• PROBLEM DESCRIPTION: Select all lines holding the word "serde" from the entries that follow.

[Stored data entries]
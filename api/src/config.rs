use serde::{Deserialize, Serialize};

#[derive(Debug, Deserialize, Serialize, Clone)]
pub struct ServerConfig {
    pub host: String,
    pub port: u16,
}

#[derive(Debug, Deserialize, Serialize, Clone)]
pub struct Config {
    pub server: ServerConfig,
}

impl Config {
    pub fn load() -> Result<Self, config::ConfigError> {
        let _ = dotenvy::dotenv();

        let settings = config::Config::builder()
            .set_default("server.host", "0.0.0.0")?
            .set_default("server.port", 8000)?
            .add_source(config::File::with_name("config").required(false))
            .add_source(config::Environment::separator(
                config::Environment::with_prefix("API"),
                "_",
            ))
            .build()?;

        settings.try_deserialize()
    }

    pub fn server_address(&self) -> String {
        format!("{}:{}", self.server.host, self.server.port)
    }
}
use chrono::{DateTime, Utc};
use sensors::Snapshot;
use serde::Serialize;
use utoipa::ToSchema;

#[derive(ToSchema)]
#[derive(Debug, Serialize)]
pub struct MessageResponse {
    pub message: String,
}

#[derive(ToSchema)]
#[derive(Debug, Serialize)]
pub struct StatusResponse {
    pub status: String,
    #[serde(skip_serializing_if = "Option::is_none")]
    pub message: Option<String>,
}

impl StatusResponse {
    pub fn success() -> Self {
        Self {
            status: "success".to_string(),
            message: None,
        }
    }

    pub fn success_with(message: impl Into<String>) -> Self {
        Self {
            status: "success".to_string(),
            message: Some(message.into()),
        }
    }

    pub fn ignored(message: impl Into<String>) -> Self {
        Self {
            status: "ignored".to_string(),
            message: Some(message.into()),
        }
    }
}

#[derive(ToSchema)]
#[derive(Debug, Serialize)]
pub struct SensorsResponse {
    /// Latest reading of every channel, keyed by channel name.
    #[schema(value_type = Object)]
    pub sensors: Snapshot,
    #[schema(value_type = String, format = "date-time")]
    pub timestamp: DateTime<Utc>,
}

• ANSWER:
use serde::{Deserialize, Serialize};
use serde::Serialize;
    #[serde(skip_serializing_if = "Option::is_none")]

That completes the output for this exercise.